UNA GRANDE BATTAGLIA CULTURALE E DI CIVILTA’

All’inizio degli anni ’70 c’erano tante persone che si erano separate dal proprio coniuge, che avevano deciso di interrompere la loro esperienza matrimoniale. Vivevano con tantissimi problemi, in assenza di diritti riconosciuti tra loro e nel rapporto dei figli, quando c’erano. Nacque così, su questa esigenza reale, una legge civile e moderna come quella del “divorzio”. Alcuni cercarono di ostacolarla e furono sconfitti, perché il “paese” era più avanti e capiva quanto fosse giusto e necessario concedere dei diritti a chi aveva esaurito un’esperienza matrimoniale e voleva ricostruirsi una vita di coppia.

Da sempre, poi, alcune donne praticavano l’aborto per i motivi più vari. Erano costrette a farlo clandestinamente, da sole e in maniera umiliante. Andando all’estero, quelle che avevano i soldi per farlo, o altre soffrendo i ferri delle mammane e qualche volta morendo. Dalla comprensione di queste situazioni e guardando avanti e per garantire dei diritti invece che nascondere la testa sotto la sabbia, nacque la legge per la maternità cosciente e responsabile. Un altro passo avanti nel rispetto della persona e anche, mi si permetta di dire, con un atteggiamento di amore per i propri simili e in particolare per le donne, a cui alcuni dal lontano ‘800 e per anni avevano negato anche il diritto di voto.

Oggi osservando serenamente la società italiana, ci sono alcune persone che amano, vivono e vogliono vivere con altre dello stesso sesso. Una situazione dovuta ad un progresso dei costumi che ha fatto giustizia di tante situazioni dolorose, di tanti segreti ossessivi e indicibili, di tanti suicidi che hanno vissuto gli omosessuali nella maschilista e bigotta Italia. Ma queste persone vivono una situazione di oggettiva emarginazione senza diritti civili che riconoscano la legalità e la normalità della loro unione, come, invece, avviene in tutti i Paesi d’Europa.
Il “decreto Cirinnà” vuole colmare questo vuoto legislativo e questa arretratezza culturale di una parte del nostro Paese. Una legge semplice che risponde alle esigenze delle coppie di persone dello stesso sesso: dalla possibilità della reciproca assistenza in caso di malattia, a quella di godere di alcuni servizi riservati alla coppie eterosessuali, alla possibilità di lascare le cose di proprietà alla persona che si ama… Nessuna equiparazione al matrimonio, come strumentalmente alcuni politici e alcuni opinionisti hanno velenosamente insinuato cercando di boicottare il senso più profondo e giusto della legge, ma solo il riconoscimento di unioni civili.
Oltre a questo esiste un problema riferito all’esistenza di eventuali figli. Una questione molto delicata, perché i bambini sono naturalmente degli esseri fragili e da proteggere. Anche qui la strumentalità (spesso arrivata all’osceno come le accuse a Vendola da parte di un inqualificabile Belpietro…)! Nessuno utero in affitto, nessuna adozione! Chi li agita è falso e sa di esserlo.
L’unica questione che pone l’art. 5 del ddl Cirinnà, noto come la stepchild adoption (l’adozione del figlio del partner), è quella che se una persona, che ha un figlio e si separa dal proprio coniuge o lo perde, vuole unirsi a una persona del suo stesso sesso, questa possa fungere come genitore adottivo di quel bambino. Senza togliere nulla ai figli delle coppie eterosessuali, quale ragione ci può essere per negare ad una coppia omosessuale di crescere un bambino, figlio naturale di uno dei due, di amarlo e proteggerlo?
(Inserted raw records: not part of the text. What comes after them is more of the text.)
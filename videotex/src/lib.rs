//! Frame-paced video playback into a GPU texture.
//!
//! [`VideoTexture`] pulls decoded frames from a [`VideoDecoder`] session and
//! keeps a texture in step with wall-clock time, discarding frames when
//! decoding falls behind. Pixels reach the GPU through a [`TextureSink`].
//!
//! Modules:
//! - `video`: pacer, decoder session traits, GStreamer adapter, statistics
//! - `sink`: texture sink trait and slot reuse shared by all sinks
//! - `convert`: pixel depth and channel order conversion to RGBA8
//! - `gpu`: wgpu context and the two upload strategies
//! - `config`: TOML configuration

pub mod macros;

pub mod clock;
pub mod config;
pub mod convert;
pub mod sink;
pub mod video;

#[cfg(feature = "gpu")]
pub mod gpu;

pub use clock::{Clock, ManualClock, SystemClock};
pub use config::Config;
pub use sink::{SlotSink, TextureAllocator, TextureSink};
pub use video::pacer::VideoTexture;
pub use video::session::{DecoderSession, VideoDecoder};
pub use video::stats::VideoStats;
//! Decoder session traits
//!
//! A [`VideoDecoder`] opens a byte stream and hands back a [`DecoderSession`]
//! that yields decoded frames one at a time.

use common::{CloseError, DecodeError, Frame, OpenError};
use std::io::Read;

/// Opens byte streams for decoding
pub trait VideoDecoder {
    type Session: DecoderSession;

    /// Open `stream` and prepare it for frame pulls
    ///
    /// The stream is not retained on failure.
    fn open(&self, stream: &mut dyn Read) -> Result<Self::Session, OpenError>;
}

/// An open decoding session
pub trait DecoderSession {
    /// Native frame rate of the video track
    fn frame_rate(&self) -> f64;

    /// Decode the next frame
    ///
    /// `Ok(None)` means end of stream. The frame borrows the session and is
    /// only valid until the next pull.
    fn pull_frame(&mut self) -> Result<Option<Frame<'_>>, DecodeError>;

    /// Tear the session down
    fn close(self) -> Result<(), CloseError>;
}
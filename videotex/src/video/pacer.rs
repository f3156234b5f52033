//! Playback pacer
//!
//! [`VideoTexture`] keeps a texture synchronized with wall-clock playback
//! time. Each [`update`](VideoTexture::update) works out which frame should
//! be on screen, discards frames the decoder fell behind on and uploads the
//! newest one. Nothing runs between ticks; all decoding happens on the
//! caller's thread inside `update()` and `skip()`.

use super::session::{DecoderSession, VideoDecoder};
use super::stats::VideoStats;
use crate::clock::{Clock, SystemClock};
use crate::log_and_continue;
use crate::sink::TextureSink;
use common::{DecodeError, OpenError, PlaybackReport, PlaybackState};
use std::io::Read;
use std::time::Duration;

/// Outcome of pulling the frame that should be displayed
enum Pull {
    Displayed,
    Rejected,
    Ignored,
    EndOfStream,
    Failed(DecodeError),
}

/// A texture whose contents follow a playing video
pub struct VideoTexture<D: VideoDecoder, S: TextureSink> {
    decoder: D,
    sink: S,
    clock: Box<dyn Clock>,

    /// Open session, `None` while idle
    session: Option<D::Session>,

    /// Clock reading of the first tick after `play()`
    start_time: Option<u64>,

    /// Native frame rate times the requested speed, 0 while idle
    effective_fps: f64,

    /// Frames consumed by ticks since playback started
    current_frame: u64,

    /// Set when the session reports end of stream
    done: bool,

    stats: VideoStats,
    stats_interval: Option<Duration>,
}
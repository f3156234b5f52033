use anyhow::{Context, Result};
use clap::Parser;
use common::{PlaybackReport, PlaybackState};
use std::fs::File;
use std::io::BufReader;
use std::path::{Path, PathBuf};
use std::sync::Arc;
use std::time::{Duration, Instant};
use tokio::time::MissedTickBehavior;
use videotex::config::{self, Config, UploadPath};
use videotex::gpu::{self, GpuContext, GpuTextureSink};
use videotex::video::GstDecoder;
use videotex::VideoTexture;

type Player = VideoTexture<GstDecoder, GpuTextureSink>;

#[derive(Parser)]
#[command(name = "vtplay")]
#[command(about = "Play a video file into a GPU texture", long_about = None)]
#[command(version)]
struct Cli {
    /// Path to the video file
    file: PathBuf,

    /// Playback speed multiplier (defaults to playback.speed from the config)
    #[arg(short, long)]
    speed: Option<f64>,

    /// Render ticks per second
    #[arg(short, long, default_value = "60")]
    render_fps: u32,

    /// Stop after this many seconds
    #[arg(short, long)]
    duration: Option<f64>,

    /// Seconds of video to skip right after starting
    #[arg(long)]
    skip: Option<f64>,

    /// Replay the video whenever it finishes
    #[arg(short, long = "loop")]
    looping: bool,

    /// Speed multiplier used for replays
    #[arg(long, default_value = "2.0")]
    loop_speed: f64,

    /// Texture upload path (auto, direct, staged)
    #[arg(short, long)]
    upload_path: Option<String>,

    /// Write the last displayed frame to this PNG file
    #[arg(long)]
    snapshot: Option<PathBuf>,

    /// Print the playback report as JSON
    #[arg(long)]
    json: bool,

    /// Configuration file (defaults to the user config directory)
    #[arg(short, long, env = "VIDEOTEX_CONFIG")]
    config: Option<PathBuf>,
}

#[tokio::main(flavor = "current_thread")]
async fn main() -> Result<()> {
    let cli = Cli::parse();

    let config = match &cli.config {
        Some(path) => Config::load_from_path(path)?,
        None => Config::load()?,
    };

    env_logger::Builder::from_env(
        env_logger::Env::default().default_filter_or(config.general.log_level.as_str()),
    )
    .init();

    log::info!("Starting vtplay v{}", env!("CARGO_PKG_VERSION"));

    let speed = cli.speed.unwrap_or(config.playback.speed);
    config::validate_speed(speed)?;
    config::validate_speed(cli.loop_speed).context("Invalid --loop-speed")?;
    if cli.render_fps == 0 {
        anyhow::bail!("--render-fps must be at least 1");
    }
    let deadline = cli
        .duration
        .map(|secs| Duration::try_from_secs_f64(secs).context("Invalid --duration"))
        .transpose()?
        .map(|duration| Instant::now() + duration);

    let upload_path = match &cli.upload_path {
        Some(name) => UploadPath::parse(name)
            .with_context(|| format!("Unknown upload path: {}", name))?,
        None => config.gpu.upload_path(),
    };

    let context = Arc::new(GpuContext::new().await?);
    context.capabilities().log_info();

    let sink = gpu::create_sink(Arc::clone(&context), upload_path);
    log::info!("Uploading frames through the {} path", sink.upload_path().name());
    let decoder = GstDecoder::from_config(&config.decoder);
    let mut player = VideoTexture::new(decoder, sink);
    player.set_stats_interval(config.stats_interval());

    play_file(&mut player, &cli.file, speed)?;
    if let Some(seconds) = cli.skip {
        player.skip(seconds);
    }

    let result = run(&mut player, &cli, deadline).await;

    if let Some(path) = &cli.snapshot {
        if let Err(e) = write_snapshot(&player, &context, path) {
            log::error!("Failed to write snapshot: {:#}", e);
        }
    }

    let report = player.report();
    player.release();

    if cli.json {
        println!("{}", serde_json::to_string_pretty(&report)?);
    } else {
        print_report(&report);
    }

    result
}

/// Open `path` and start playing it
fn play_file(player: &mut Player, path: &Path, speed: f64) -> Result<()> {
    let file = File::open(path).with_context(|| format!("Failed to open {}", path.display()))?;
    player
        .play(BufReader::new(file), speed)
        .with_context(|| format!("Failed to play {}", path.display()))?;
    Ok(())
}

/// Drive the player from a fixed render tick until it is time to stop
async fn run(player: &mut Player, cli: &Cli, deadline: Option<Instant>) -> Result<()> {
    let mut ticker =
        tokio::time::interval(Duration::from_secs_f64(1.0 / f64::from(cli.render_fps)));
    ticker.set_missed_tick_behavior(MissedTickBehavior::Skip);

    let ctrl_c = tokio::signal::ctrl_c();
    tokio::pin!(ctrl_c);

    loop {
        tokio::select! {
            _ = &mut ctrl_c => {
                log::info!("Received Ctrl-C, stopping playback");
                return Ok(());
            }
            _ = ticker.tick() => {
                player.update();

                match player.state() {
                    PlaybackState::Finished if cli.looping => {
                        log::info!("Video finished, replaying at {}x", cli.loop_speed);
                        play_file(player, &cli.file, cli.loop_speed)?;
                    }
                    PlaybackState::Finished => {
                        log::info!("Video finished");
                        return Ok(());
                    }
                    PlaybackState::Idle => {
                        anyhow::bail!("Playback aborted by a decode error");
                    }
                    PlaybackState::Playing => {}
                }

                if deadline.is_some_and(|deadline| Instant::now() >= deadline) {
                    log::info!("Duration elapsed, stopping playback");
                    return Ok(());
                }
            }
        }
    }
}

/// Read the texture back and save it as a PNG
fn write_snapshot(player: &Player, context: &GpuContext, path: &Path) -> Result<()> {
    let texture = player
        .sink()
        .texture()
        .context("No frame was displayed")?;

    let rgba = texture.read_rgba(context)?;
    let image = image::RgbaImage::from_raw(texture.width, texture.height, rgba)
        .context("Texture readback has the wrong size")?;
    image
        .save(path)
        .with_context(|| format!("Failed to save {}", path.display()))?;

    log::info!("Saved {}x{} snapshot to {}", texture.width, texture.height, path.display());
    Ok(())
}

fn print_report(report: &PlaybackReport) {
    println!("Playback Report:");
    println!("  State: {}", report.state.name());
    println!(
        "  Texture: {} ({}x{})",
        report.texture_handle, report.width, report.height
    );
    println!("  Effective FPS: {:.2}", report.effective_fps);
    println!("  Frame index: {}", report.frame_index);
    println!("  Frames:");
    println!("    - displayed: {}", report.frames_displayed);
    println!(
        "    - dropped: {} ({:.1}% drop rate)",
        report.frames_dropped, report.drop_rate
    );
    println!("    - skipped: {}", report.frames_skipped);
    println!("    - ignored: {}", report.frames_ignored);
    println!("    - rejected: {}", report.frames_rejected);
    println!("  Texture reallocations: {}", report.texture_reallocations);
}

#[cfg(test)]
mod tests {
    use super::*;
    use clap::CommandFactory;

    #[test]
    fn test_cli_definition() {
        Cli::command().debug_assert();
    }

    #[test]
    fn test_cli_defaults() {
        let cli = Cli::try_parse_from(["vtplay", "clip.mp4"]).unwrap();
        assert_eq!(cli.file, PathBuf::from("clip.mp4"));
        assert_eq!(cli.render_fps, 60);
        assert_eq!(cli.loop_speed, 2.0);
        assert!(cli.speed.is_none());
        assert!(!cli.looping);
        assert!(!cli.json);
    }

    #[test]
    fn test_cli_flags() {
        let cli = Cli::try_parse_from([
            "vtplay",
            "clip.mp4",
            "--speed",
            "1.5",
            "--loop",
            "--upload-path",
            "staged",
            "--skip",
            "2",
            "--json",
        ])
        .unwrap();
        assert_eq!(cli.speed, Some(1.5));
        assert!(cli.looping);
        assert_eq!(cli.upload_path.as_deref(), Some("staged"));
        assert_eq!(cli.skip, Some(2.0));
        assert!(cli.json);
    }
}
La legge Cirinnà andrà come andrà nel nostro squalificato Parlamento, ma la battaglia culturale e civile che vi è contenuta non si fermerà e alla lunga tutti ne riconosceranno giustizia e valore. Magari come la Chiesa, che dopo 40 anni, grazie a un Papa che si chiama Francesco, ha deciso di “accogliere e accompagnare con amore i divorziati”, che altri, con cattiveria insensibile, avevano escluso dalla comunità dei cattolici.